Agrochemical company Monsanto and its parent company Bayer CropScience have reached a US$6.9M settlement with the New York attorney general’s office for allegedly making false and misleading claims about the safety of their weedkiller products, AP News reported.
The amount followed payouts of billions of dollars paid by Bayer to settle lawsuits claiming Roundup – one of the most widely used herbicides worldwide – caused cancer, the 15 June report said.
The focus of the lawsuit by New York Attorney General Letitia James was on advertising by Monsanto, which was acquired by Bayer in 2018, claiming Roundup “won’t harm anything but weeds” and did not threaten the health of animal wildlife, AP News wrote.
Those claims breached a previous settlement reached between New York state and Monsanto two decades earlier, in which Monsanto had agreed to stop making unsubstantiated claims about the safety of Roundup products containing glyphosate, the report said.
“Pesticides can cause serious harm to the health of our environment and pose a deadly threat to wildlife, including pollinators and other species vital to agriculture,” James was quoted as saying in a statement.
“It’s essential that pesticide companies – even and especially the most powerful ones – are honest with consumers about the dangers posed by their products so that they can be used responsibly.”
Bayer, which has always said Roundup is safe to use, was quoted as saying it was “pleased” to resolve the litigation, the report said.
The company noted that the state’s legal claim focused on advertising practices, not on health risks to humans, and “made no findings regarding the safety of Roundup products and no scientific conclusion that they have caused harm to the environment, including pollinators or aquatic species,” AP News wrote.

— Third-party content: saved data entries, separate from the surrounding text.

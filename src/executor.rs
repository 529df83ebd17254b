//! Transport calls with in-flight deduplication.
//!
//! The executor turns a [`RawResponse`](crate::transport::RawResponse) into
//! either parsed JSON or a [`FetchError`], and makes sure that identical
//! `GET` requests share one transport call while it is pending.
//!
//! Every call is driven by a spawned task. Dropping the future returned by
//! [`RequestExecutor::execute`] stops waiting for the result but never
//! aborts the call.

use std::fmt;
use std::sync::Arc;
use std::sync::atomic::{AtomicU64, Ordering};

use dashmap::DashMap;
use dashmap::mapref::entry::Entry;
use futures::FutureExt;
use futures::future::{BoxFuture, Shared};
use serde_json::Value;
use tokio::task::JoinHandle;
use tracing::{debug, warn};

use crate::error::FetchError;
use crate::key::derive_key;
use crate::options::RequestOptions;
use crate::transport::{RawResponse, Transport, TransportError};

/// The settled outcome of a request, shareable between waiters.
pub type SharedResponse = Shared<BoxFuture<'static, Result<Value, FetchError>>>;

#[derive(Clone)]
struct InFlight {
    id: u64,
    response: SharedResponse,
}

type InFlightTable = DashMap<String, InFlight>;

/// Removes an in-flight registration when the driving task ends, whether
/// the call succeeded, failed, panicked or was cancelled.
struct InFlightGuard {
    table: Arc<InFlightTable>,
    key: String,
    id: u64,
}

impl Drop for InFlightGuard {
    fn drop(&mut self) {
        self.table.remove_if(&self.key, |_, entry| entry.id == self.id);
    }
}

/// Performs transport calls for one client.
#[derive(Clone)]
pub struct RequestExecutor {
    transport: Arc<dyn Transport>,
    in_flight: Arc<InFlightTable>,
    next_id: Arc<AtomicU64>,
}

impl RequestExecutor {
    pub fn new(transport: impl Transport) -> Self {
        Self::from_arc(Arc::new(transport))
    }

    pub fn from_arc(transport: Arc<dyn Transport>) -> Self {
        Self {
            transport,
            in_flight: Arc::new(DashMap::new()),
            next_id: Arc::new(AtomicU64::new(0)),
        }
    }

    /// Issues a request and returns a future resolving to its parsed body.
    ///
    /// The transport call starts before this method returns. A request whose
    /// method is absent or exactly `GET` joins an identical pending request
    /// instead of issuing a new one; any other method always reaches the
    /// transport.
    ///
    /// On a non-success status the future fails with
    /// [`FetchError::Response`] carrying the server's payload.
    ///
    /// # Panics
    ///
    /// Panics when called outside a Tokio runtime.
    pub fn execute(
        &self,
        url: &str,
        options: &RequestOptions,
    ) -> BoxFuture<'static, Result<Value, FetchError>> {
        if !options.is_get() {
            debug!(url, method = options.method(), "issuing request");
            let call = self.transport.call(url, options);
            return join(tokio::spawn(async move { settle(call.await) })).boxed();
        }

        match self.in_flight.entry(derive_key(url, options)) {
            Entry::Occupied(entry) => {
                debug!(key = %entry.key(), "joining in-flight request");
                entry.get().response.clone().boxed()
            }
            Entry::Vacant(entry) => {
                let id = self.next_id.fetch_add(1, Ordering::Relaxed);
                let guard = InFlightGuard {
                    table: Arc::clone(&self.in_flight),
                    key: entry.key().clone(),
                    id,
                };
                debug!(key = %entry.key(), "issuing request");

                let call = self.transport.call(url, options);
                let task = tokio::spawn(async move {
                    let _guard = guard;
                    settle(call.await)
                });
                let response = join(task).boxed().shared();
                entry.insert(InFlight {
                    id,
                    response: response.clone(),
                });
                response.boxed()
            }
        }
    }

    /// Returns the number of `GET` requests currently pending.
    #[must_use]
    pub fn in_flight(&self) -> usize {
        self.in_flight.len()
    }
}

impl fmt::Debug for RequestExecutor {
    fn fmt(&self, f: &mut fmt::Formatter<'_>) -> fmt::Result {
        f.debug_struct("RequestExecutor")
            .field("in_flight", &self.in_flight.len())
            .finish_non_exhaustive()
    }
}

fn settle(result: Result<RawResponse, TransportError>) -> Result<Value, FetchError> {
    let response = result?;
    let body = response.parse_body();
    if response.ok() {
        Ok(body)
    } else {
        Err(FetchError::Response {
            status: response.status,
            body,
        })
    }
}

async fn join(task: JoinHandle<Result<Value, FetchError>>) -> Result<Value, FetchError> {
    task.await.unwrap_or_else(|e| {
        warn!(error = %e, "request task did not complete");
        Err(FetchError::Interrupted(e.to_string()))
    })
}
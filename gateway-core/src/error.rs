use axum::{
    Json,
    http::{StatusCode, header},
    response::{IntoResponse, Response},
};
use serde::Serialize;
use thiserror::Error;

#[derive(Debug, Error)]
pub enum AppError {
    #[error("Validation error: {0}")]
    ValidationError(#[from] validator::ValidationErrors),

    #[error("{0}")]
    BadRequest(anyhow::Error),

    #[error("{0}")]
    Unauthorized(anyhow::Error),

    #[error("{0}")]
    InternalError(#[from] anyhow::Error),

    #[error("Configuration error: {0}")]
    ConfigError(anyhow::Error),
}

impl From<config::ConfigError> for AppError {
    fn from(err: config::ConfigError) -> Self {
        AppError::ConfigError(anyhow::Error::new(err))
    }
}

impl From<std::io::Error> for AppError {
    fn from(err: std::io::Error) -> Self {
        AppError::InternalError(anyhow::Error::new(err))
    }
}

/// Wire shape for every error response: `{"detail": "..."}`.
#[derive(Serialize)]
struct ErrorBody {
    detail: String,
}

impl IntoResponse for AppError {
    fn into_response(self) -> Response {
        let bearer_challenge = matches!(self, AppError::Unauthorized(_));

        let (status, detail) = match self {
            AppError::ValidationError(err) => (StatusCode::UNPROCESSABLE_ENTITY, err.to_string()),
            AppError::BadRequest(err) => (StatusCode::BAD_REQUEST, err.to_string()),
            AppError::Unauthorized(err) => (StatusCode::UNAUTHORIZED, err.to_string()),
            // Raw error text in the detail field. Known disclosure
            // concern, kept to match the observed contract.
            AppError::InternalError(err) => (StatusCode::INTERNAL_SERVER_ERROR, err.to_string()),
            AppError::ConfigError(err) => (StatusCode::INTERNAL_SERVER_ERROR, err.to_string()),
        };

        let mut res = (status, Json(ErrorBody { detail })).into_response();

        if bearer_challenge {
            res.headers_mut().insert(
                header::WWW_AUTHENTICATE,
                header::HeaderValue::from_static("Bearer"),
            );
        }

        res
    }
}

In bringing the claim, the attorney general had relied on outdated scientific studies, Bayer added.
The subject of scrutiny and scientific debate, glyphosate had been classified as a “probable human carcinogen” in 2015 by the France-based International Agency for Research on Cancer, the report said.

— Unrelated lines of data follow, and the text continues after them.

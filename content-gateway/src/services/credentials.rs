use std::collections::HashMap;

use crate::models::User;

/// Read-only lookup of user records by username.
///
/// A trait so the fixed in-memory table can later move to a real
/// datastore without touching the authenticator.
pub trait CredentialStore: Send + Sync {
    fn lookup(&self, username: &str) -> Option<User>;
}

/// In-memory store seeded once at startup. No mutation occurs after
/// construction, so it is shared freely across requests.
pub struct StaticCredentialStore {
    users: HashMap<String, User>,
}

impl StaticCredentialStore {
    pub fn new(users: Vec<User>) -> Self {
        let users = users
            .into_iter()
            .map(|u| (u.username.clone(), u))
            .collect();
        Self { users }
    }

    pub fn len(&self) -> usize {
        self.users.len()
    }

    pub fn is_empty(&self) -> bool {
        self.users.is_empty()
    }
}

impl CredentialStore for StaticCredentialStore {
    fn lookup(&self, username: &str) -> Option<User> {
        self.users.get(username).cloned()
    }
}
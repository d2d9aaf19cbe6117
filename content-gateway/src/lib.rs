pub mod config;
pub mod dtos;
pub mod handlers;
pub mod middleware;
pub mod models;
pub mod services;
pub mod startup;
pub mod utils;

use axum::{
    Router,
    middleware::{from_fn, from_fn_with_state},
    routing::{get, post},
};
use gateway_core::middleware::{request_id_middleware, security_headers_middleware};
use tower_http::{cors::CorsLayer, trace::TraceLayer};

use crate::config::GatewayConfig;
use crate::services::{AuthService, ContentService};

#[derive(Clone)]
pub struct AppState {
    pub config: GatewayConfig,
    pub auth: AuthService,
    pub content: ContentService,
}

pub fn build_router(state: AppState) -> Router {
    // Content routes sit behind the bearer gate; auth runs before the
    // handler body, so auth failures take precedence over request
    // validation.
    let content_routes = Router::new()
        .route("/get_content", post(handlers::content::get_content))
        .route_layer(from_fn_with_state(state.clone(), middleware::auth_middleware));

    Router::new()
        .route("/health", get(health_check))
        .route("/token", post(handlers::auth::token))
        .merge(content_routes)
        .with_state(state)
        .layer(
            TraceLayer::new_for_http().make_span_with(|request: &axum::http::Request<_>| {
                let request_id = request
                    .headers()
                    .get("x-request-id")
                    .and_then(|value| value.to_str().ok())
                    .unwrap_or("-");

                tracing::info_span!(
                    "http_request",
                    request_id = %request_id,
                    method = %request.method(),
                    uri = %request.uri(),
                )
            }),
        )
        .layer(from_fn(request_id_middleware))
        .layer(from_fn(security_headers_middleware))
        // Wide open on purpose for local development; not suitable
        // for production as-is.
        .layer(CorsLayer::permissive())
}

/// Service liveness probe.
pub async fn health_check() -> axum::Json<serde_json::Value> {
    axum::Json(serde_json::json!({
        "status": "ok",
        "service": "content-gateway",
        "version": env!("CARGO_PKG_VERSION")
    }))
}
pub mod security_headers;
pub mod tracing;

pub use security_headers::security_headers_middleware;
pub use tracing::{REQUEST_ID_HEADER, request_id_middleware};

Although the US Environmental Protection Agency (EPA) had ruled in 2020 that the herbicide did not pose a health risk to people, a federal appeals court in California ordered the agency to re-examine the ruling last year, saying it was not supported by enough evidence, AP News wrote.
The millions of dollars due to be paid by Bayer and Monsanto to the New York attorney general’s office would go toward remedying the impacts of environmental toxins or pollution on pollinating insects and aquatic species, the report said.
In addition, the settlement required the companies to immediately remove or discontinue any advertisements representing Roundup products containing glyphosate as harmless, non-toxic or free from risk to wildlife, AP News wrote.